[Start of Attachment]

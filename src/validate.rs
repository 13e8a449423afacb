//! Schema validators.
//!
//! Validators take the value and the attribute key it was read from and
//! return [`Diagnostics`]: zero errors means the value is acceptable. They
//! never touch the network and never panic, whatever the input.

mod names;

pub use names::*;

use std::sync::Arc;

use serde_json::Value;

#[derive(Debug, Clone, PartialEq, Eq)]
pub struct ValidationError {
    pub key: String,
    pub message: String,
}

impl ValidationError {
    pub fn new(key: impl Into<String>, message: impl Into<String>) -> Self {
        Self {
            key: key.into(),
            message: message.into(),
        }
    }
}

impl std::fmt::Display for ValidationError {
    fn fmt(&self, f: &mut std::fmt::Formatter<'_>) -> std::fmt::Result {
        write!(f, "{}: {}", self.key, self.message)
    }
}

impl std::error::Error for ValidationError {}

#[derive(Debug, Clone, Default, PartialEq, Eq)]
pub struct Diagnostics {
    pub warnings: Vec<String>,
    pub errors: Vec<ValidationError>,
}

impl Diagnostics {
    pub fn is_valid(&self) -> bool {
        self.errors.is_empty()
    }

    pub fn error(&mut self, key: &str, message: impl Into<String>) {
        self.errors.push(ValidationError::new(key, message));
    }

    pub fn extend(&mut self, other: Diagnostics) {
        self.warnings.extend(other.warnings);
        self.errors.extend(other.errors);
    }
}

/// Validates a string attribute.
pub type StringValidateFunc = fn(&str, &str) -> Diagnostics;

/// Validates an attribute of any type, as stored in configuration.
pub type ValueValidator = Arc<dyn Fn(&Value, &str) -> Diagnostics + Send + Sync>;

/// Lifts a string validator so it can be attached to a schema attribute.
pub fn string(f: StringValidateFunc) -> ValueValidator {
    Arc::new(move |value: &Value, key: &str| match value.as_str() {
        Some(s) => f(s, key),
        None => {
            let mut diags = Diagnostics::default();
            diags.error(key, format!("expected {key} to be a string"));
            diags
        }
    })
}

pub fn string_is_not_empty(value: &str, key: &str) -> Diagnostics {
    let mut diags = Diagnostics::default();
    if value.trim().is_empty() {
        diags.error(key, format!("{key} must not be empty"));
    }
    diags
}

pub fn string_in_slice(valid: &'static [&'static str], ignore_case: bool) -> ValueValidator {
    Arc::new(move |value: &Value, key: &str| {
        let mut diags = Diagnostics::default();
        let Some(s) = value.as_str() else {
            diags.error(key, format!("expected {key} to be a string"));
            return diags;
        };
        let found = valid.iter().any(|v| {
            if ignore_case {
                v.eq_ignore_ascii_case(s)
            } else {
                *v == s
            }
        });
        if !found {
            diags.error(
                key,
                format!("expected {key} to be one of [{}], got {s}", valid.join(", ")),
            );
        }
        diags
    })
}

pub fn int_between(min: i64, max: i64) -> ValueValidator {
    Arc::new(move |value: &Value, key: &str| {
        let mut diags = Diagnostics::default();
        match value.as_i64() {
            Some(v) if (min..=max).contains(&v) => {}
            Some(v) => diags.error(
                key,
                format!("expected {key} to be in the range ({min} - {max}), got {v}"),
            ),
            None => diags.error(key, format!("expected {key} to be an integer")),
        }
        diags
    })
}

pub fn is_uuid(value: &str, key: &str) -> Diagnostics {
    let mut diags = Diagnostics::default();
    if uuid::Uuid::try_parse(value).is_err() {
        diags.error(key, format!("expected {key} to be a valid UUID, got {value}"));
    }
    diags
}

#[cfg(test)]
mod tests {
    use super::*;
    use serde_json::json;

    #[test]
    fn test_is_uuid() {
        assert!(is_uuid("12345678-1234-9876-4563-123456789012", "subscription_id").is_valid());
        assert!(!is_uuid("not-a-uuid", "subscription_id").is_valid());
        assert!(!is_uuid("", "subscription_id").is_valid());
    }

    #[test]
    fn test_validation_error_display() {
        let err = ValidationError::new("name", "must not be empty");
        assert_eq!(err.to_string(), "name: must not be empty");
    }

    #[test]
    fn test_string_adapter_rejects_non_strings() {
        let validator = string(string_is_not_empty);
        assert!(validator(&json!("value"), "name").is_valid());
        let diags = validator(&json!(42), "name");
        assert_eq!(diags.errors.len(), 1);
        assert_eq!(diags.errors[0].message, "expected name to be a string");
    }

    #[test]
    fn test_string_is_not_empty() {
        assert!(!string_is_not_empty("", "name").is_valid());
        assert!(!string_is_not_empty("   ", "name").is_valid());
        assert!(string_is_not_empty("x", "name").is_valid());
    }

    #[test]
    fn test_string_in_slice() {
        let strict = string_in_slice(&["Free", "Standard"], false);
        assert!(strict(&json!("Free"), "sku").is_valid());
        assert!(!strict(&json!("free"), "sku").is_valid());

        let relaxed = string_in_slice(&["Free", "Standard"], true);
        assert!(relaxed(&json!("free"), "sku").is_valid());
        assert!(!relaxed(&json!("premium"), "sku").is_valid());
    }

    #[test]
    fn test_int_between() {
        let validator = int_between(1, 7);
        assert!(validator(&json!(1), "days").is_valid());
        assert!(validator(&json!(7), "days").is_valid());
        assert!(!validator(&json!(0), "days").is_valid());
        assert!(!validator(&json!(8), "days").is_valid());
        assert!(!validator(&json!("3"), "days").is_valid());
    }

    #[test]
    fn test_diagnostics_extend() {
        let mut first = Diagnostics::default();
        first.error("a", "bad");
        let mut second = Diagnostics::default();
        second.warnings.push("careful".to_string());
        second.error("b", "worse");
        first.extend(second);
        assert_eq!(first.errors.len(), 2);
        assert_eq!(first.warnings, vec!["careful".to_string()]);
        assert!(!first.is_valid());
    }
}
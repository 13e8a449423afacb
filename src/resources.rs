//! Resource adapters.
//!
//! Each adapter maps one resource type's flat configuration onto ARM calls
//! made through [`Clients`].

mod app_configuration;
mod diagnostic_setting;
mod resource_group;

pub use app_configuration::AppConfigurationResource;
pub use diagnostic_setting::DiagnosticSettingResource;
pub use resource_group::ResourceGroupResource;

use std::fmt::Display;

use async_trait::async_trait;
use thiserror::Error;

use crate::client::ClientError;
use crate::clients::Clients;
use crate::context::Context;
use crate::resourceids::ParseError;
use crate::terraform::{ResourceData, Schema};
use crate::validate::{Diagnostics, ValidationError};

#[derive(Debug, Error)]
pub enum ResourceError {
    #[error("unknown resource type: {0}")]
    UnknownResourceType(String),

    #[error("invalid configuration: {}", join_errors(.0))]
    Validation(Vec<ValidationError>),

    #[error(
        "A resource with the ID {id:?} already exists - to be managed via Terraform this resource needs to be imported into the State. Please see the resource documentation for {type_name:?} for more information."
    )]
    AlreadyExists { id: String, type_name: &'static str },

    #[error("cannot import non-existent remote object {id:?}")]
    ImportNotFound { id: String },

    #[error(transparent)]
    Parse(#[from] ParseError),

    #[error("{operation} {target}: {source}")]
    Operation {
        operation: &'static str,
        target: String,
        source: ClientError,
    },

    #[error(
        "deleting {target}: the Resource Group still contains Resources.\n\nThe following Resources still exist within the Resource Group:\n\n{}\n\nRemove these Resources, or disable `prevent_deletion_if_contains_resources` in the provider features.",
        bullet_list(.resources)
    )]
    ContainsResources {
        target: String,
        resources: Vec<String>,
    },

    #[error("{operation} {target}: {message}")]
    Invalid {
        operation: &'static str,
        target: String,
        message: String,
    },
}

fn bullet_list(items: &[String]) -> String {
    items
        .iter()
        .map(|item| format!("* `{item}`"))
        .collect::<Vec<_>>()
        .join("\n")
}

fn join_errors(errors: &[ValidationError]) -> String {
    errors
        .iter()
        .map(ToString::to_string)
        .collect::<Vec<_>>()
        .join("; ")
}

impl ResourceError {
    /// Wraps a client error with the operation and the resource it targeted,
    /// e.g. `creating Configuration Store (...): ...`.
    pub fn operation(
        operation: &'static str,
        target: &impl Display,
    ) -> impl FnOnce(ClientError) -> ResourceError {
        let target = target.to_string();
        move |source| ResourceError::Operation {
            operation,
            target,
            source,
        }
    }

    pub fn invalid(operation: &'static str, target: &impl Display, message: impl Into<String>) -> Self {
        ResourceError::Invalid {
            operation,
            target: target.to_string(),
            message: message.into(),
        }
    }
}

/// CRUD for one resource type.
///
/// `read` clears the ID when the remote object is gone instead of failing.
#[async_trait]
pub trait Resource: Send + Sync {
    fn type_name(&self) -> &'static str;

    fn schema(&self) -> Schema;

    /// Local checks only; never touches the network.
    fn validate(&self, config: &ResourceData) -> Diagnostics {
        self.schema().validate(config)
    }

    /// Attributes whose change cannot be applied in place.
    fn requires_replace(&self, prior: &ResourceData, config: &ResourceData) -> Vec<&'static str> {
        self.schema().force_new_changes(prior, config)
    }

    /// Checks that `id` is the right kind of ID for this resource.
    fn validate_id(&self, id: &str) -> Result<(), ParseError>;

    async fn create(
        &self,
        clients: &Clients,
        ctx: &Context,
        data: &mut ResourceData,
    ) -> Result<(), ResourceError>;

    async fn read(
        &self,
        clients: &Clients,
        ctx: &Context,
        data: &mut ResourceData,
    ) -> Result<(), ResourceError>;

    async fn update(
        &self,
        clients: &Clients,
        ctx: &Context,
        prior: &ResourceData,
        data: &mut ResourceData,
    ) -> Result<(), ResourceError>;

    async fn delete(
        &self,
        clients: &Clients,
        ctx: &Context,
        data: &ResourceData,
    ) -> Result<(), ResourceError>;

    async fn import(
        &self,
        clients: &Clients,
        ctx: &Context,
        id: &str,
    ) -> Result<ResourceData, ResourceError> {
        self.validate_id(id)?;
        let mut data = ResourceData::default();
        data.set_id(id);
        self.read(clients, ctx, &mut data).await?;
        if data.is_gone() {
            return Err(ResourceError::ImportNotFound { id: id.to_string() });
        }
        Ok(data)
    }
}

/// Brings the remote object in line with `config`: creates it when there is
/// no prior state, replaces it when a `force_new` attribute changed and
/// updates it in place otherwise. Returns the new state.
pub async fn apply(
    resource: &dyn Resource,
    clients: &Clients,
    ctx: &Context,
    prior: Option<&ResourceData>,
    mut config: ResourceData,
) -> Result<ResourceData, ResourceError> {
    let diags = resource.validate(&config);
    if !diags.is_valid() {
        return Err(ResourceError::Validation(diags.errors));
    }
    for warning in &diags.warnings {
        tracing::warn!(resource = resource.type_name(), "{}", warning);
    }

    let schema = resource.schema();
    schema.apply_defaults(&mut config);
    schema.normalize(&mut config);

    let Some(prior) = prior.filter(|p| !p.is_gone()) else {
        config.set_id("");
        resource.create(clients, ctx, &mut config).await?;
        return Ok(config);
    };

    let replace = resource.requires_replace(prior, &config);
    if !replace.is_empty() {
        tracing::info!(
            resource = resource.type_name(),
            id = %prior.id(),
            attributes = ?replace,
            "replacing resource"
        );
        resource.delete(clients, ctx, prior).await?;
        config.set_id("");
        resource.create(clients, ctx, &mut config).await?;
        return Ok(config);
    }

    config.set_id(prior.id());
    resource.update(clients, ctx, prior, &mut config).await?;
    Ok(config)
}

pub fn resource_types() -> &'static [&'static str] {
    &[
        "azurerm_app_configuration",
        "azurerm_monitor_diagnostic_setting",
        "azurerm_resource_group",
    ]
}

pub fn get_resource(type_name: &str) -> Result<Box<dyn Resource>, ResourceError> {
    match type_name {
        "azurerm_app_configuration" => Ok(Box::new(AppConfigurationResource)),
        "azurerm_monitor_diagnostic_setting" => Ok(Box::new(DiagnosticSettingResource)),
        "azurerm_resource_group" => Ok(Box::new(ResourceGroupResource)),
        other => Err(ResourceError::UnknownResourceType(other.to_string())),
    }
}
//! Long-running operation polling.
//!
//! A [`Poller`] drives any [`PollerType`] until it reports a terminal
//! state, sleeping between polls and honoring the caller's [`Context`].

mod delete;
mod long_running;
mod provisioning_state;

pub use delete::DeletePoller;
pub use long_running::LongRunningPoller;
pub use provisioning_state::ProvisioningStatePoller;

use std::time::Duration;

use async_trait::async_trait;
use serde_json::Value;
use thiserror::Error;

use crate::client::{ClientError, Response};
use crate::context::{Context, ContextError};
use crate::models::ProvisioningState;

pub const DEFAULT_NUMBER_OF_DROPPED_CONNECTIONS_TO_ALLOW: usize = 3;

#[derive(Debug, Clone, Copy, PartialEq, Eq)]
pub enum PollingStatus {
    InProgress,
    Succeeded,
    Failed,
    Cancelled,
}

impl PollingStatus {
    /// Maps an operation `status` or `provisioningState` value. Anything
    /// that is not terminal is still in progress.
    pub fn from_status_str(status: &str) -> Self {
        let status = status.trim();
        if status.eq_ignore_ascii_case("succeeded") {
            PollingStatus::Succeeded
        } else if status.eq_ignore_ascii_case("failed") {
            PollingStatus::Failed
        } else if status.eq_ignore_ascii_case("canceled") || status.eq_ignore_ascii_case("cancelled")
        {
            PollingStatus::Cancelled
        } else {
            PollingStatus::InProgress
        }
    }

    pub fn is_terminal(self) -> bool {
        self != PollingStatus::InProgress
    }
}

/// The outcome of a single poll.
#[derive(Debug, Clone)]
pub struct PollResult {
    pub status: PollingStatus,
    /// Overrides the next wait, typically from `Retry-After`.
    pub poll_interval: Option<Duration>,
    pub response: Option<Response>,
}

impl PollResult {
    pub fn new(status: PollingStatus) -> Self {
        Self {
            status,
            poll_interval: None,
            response: None,
        }
    }

    fn from_response(status: PollingStatus, response: Response) -> Self {
        Self {
            status,
            poll_interval: response.retry_after(),
            response: Some(response),
        }
    }
}

#[derive(Debug, Error)]
pub enum PollerError {
    #[error("the long-running operation failed: {body}")]
    Failed { body: String },

    #[error("the long-running operation was cancelled: {body}")]
    Cancelled { body: String },

    #[error("unexpected status {status} while polling: {body}")]
    UnexpectedStatus { status: u16, body: String },

    #[error("connection dropped while polling: {0}")]
    DroppedConnection(String),

    #[error("giving up after {count} dropped connections, last: {last}")]
    TooManyDroppedConnections { count: usize, last: String },

    #[error("polling request failed: {0}")]
    Request(String),

    #[error("decoding poll response: {0}")]
    Decode(String),

    #[error(transparent)]
    Context(#[from] ContextError),
}

impl PollerError {
    /// Maps an error from the request layer. Network failures count as
    /// dropped connections.
    pub(crate) fn from_client(err: ClientError) -> Self {
        match err {
            ClientError::Network(e) => PollerError::DroppedConnection(e.to_string()),
            ClientError::Context(e) => PollerError::Context(e),
            ClientError::Decode { message, .. } => PollerError::Decode(message),
            ClientError::Polling(e) => e,
            other => PollerError::Request(other.to_string()),
        }
    }
}

/// One way of checking whether an operation has finished.
#[async_trait]
pub trait PollerType: Send + Sync {
    async fn poll(&self, ctx: &Context) -> Result<PollResult, PollerError>;
}

/// Polls a [`PollerType`] until it reaches a terminal state.
pub struct Poller {
    poller_type: Box<dyn PollerType>,
    poll_interval: Duration,
    initial_delay: Duration,
    max_dropped_connections: usize,
}

impl std::fmt::Debug for Poller {
    fn fmt(&self, f: &mut std::fmt::Formatter<'_>) -> std::fmt::Result {
        f.debug_struct("Poller")
            .field("poll_interval", &self.poll_interval)
            .field("initial_delay", &self.initial_delay)
            .field("max_dropped_connections", &self.max_dropped_connections)
            .finish_non_exhaustive()
    }
}

impl Poller {
    pub fn new(
        poller_type: impl PollerType + 'static,
        poll_interval: Duration,
        max_dropped_connections: usize,
    ) -> Self {
        Self {
            poller_type: Box::new(poller_type),
            poll_interval,
            initial_delay: poll_interval,
            max_dropped_connections,
        }
    }

    pub fn with_initial_delay(mut self, delay: Duration) -> Self {
        self.initial_delay = delay;
        self
    }

    /// Sleeps, polls, and repeats until the operation is terminal. Returns
    /// the final response on success.
    pub async fn poll_until_done(self, ctx: &Context) -> Result<Option<Response>, PollerError> {
        let mut wait = self.initial_delay;
        let mut dropped = 0usize;
        let mut attempt = 0usize;

        loop {
            ctx.sleep(wait).await?;
            attempt += 1;

            let result = match self.poller_type.poll(ctx).await {
                Ok(result) => result,
                Err(PollerError::DroppedConnection(message)) => {
                    dropped += 1;
                    tracing::debug!(attempt, dropped, error = %message, "dropped connection while polling");
                    if dropped > self.max_dropped_connections {
                        return Err(PollerError::TooManyDroppedConnections {
                            count: dropped,
                            last: message,
                        });
                    }
                    wait = self.poll_interval;
                    continue;
                }
                Err(e) => return Err(e),
            };

            tracing::debug!(attempt, status = ?result.status, "polled long-running operation");

            match result.status {
                PollingStatus::Succeeded => return Ok(result.response),
                PollingStatus::Failed => {
                    return Err(PollerError::Failed {
                        body: body_of(result.response),
                    });
                }
                PollingStatus::Cancelled => {
                    return Err(PollerError::Cancelled {
                        body: body_of(result.response),
                    });
                }
                PollingStatus::InProgress => {
                    wait = result.poll_interval.unwrap_or(self.poll_interval);
                }
            }
        }
    }
}

fn body_of(response: Option<Response>) -> String {
    response.map(|r| r.body).unwrap_or_default()
}

/// Reads `properties.provisioningState`, falling back to a top-level
/// `provisioningState`.
pub fn provisioning_state(body: &Value) -> Option<ProvisioningState> {
    body.pointer("/properties/provisioningState")
        .or_else(|| body.get("provisioningState"))
        .and_then(Value::as_str)
        .map(ProvisioningState::from)
}

/// Reads the status of an async operation body: `status` first, then the
/// provisioning state.
fn operation_status(body: &Value) -> Option<PollingStatus> {
    body.get("status")
        .and_then(Value::as_str)
        .map(PollingStatus::from_status_str)
        .or_else(|| {
            provisioning_state(body).map(|state| PollingStatus::from_status_str(state.as_str()))
        })
}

[End of Attachment]

EXERCISE REQUIREMENTS:
Only the lines from the start of the listing through the line with "#[derive(Debug, Clone, Default, PartialEq, Eq)]" should be repeated, each exactly as it stands.

YOUR RESPONSE:
filename src/validate.rs
repository 13e8a449423afacb
//! Schema validators.
//!
//! Validators take the value and the attribute key it was read from and
//! return [`Diagnostics`]: zero errors means the value is acceptable. They
//! never touch the network and never panic, whatever the input.

mod names;

pub use names::*;

use std::sync::Arc;

use serde_json::Value;

#[derive(Debug, Clone, PartialEq, Eq)]
pub struct ValidationError {
    pub key: String,
    pub message: String,
}

impl ValidationError {
    pub fn new(key: impl Into<String>, message: impl Into<String>) -> Self {
        Self {
            key: key.into(),
            message: message.into(),
        }
    }
}

impl std::fmt::Display for ValidationError {
    fn fmt(&self, f: &mut std::fmt::Formatter<'_>) -> std::fmt::Result {
        write!(f, "{}: {}", self.key, self.message)
    }
}

impl std::error::Error for ValidationError {}

#[derive(Debug, Clone, Default, PartialEq, Eq)]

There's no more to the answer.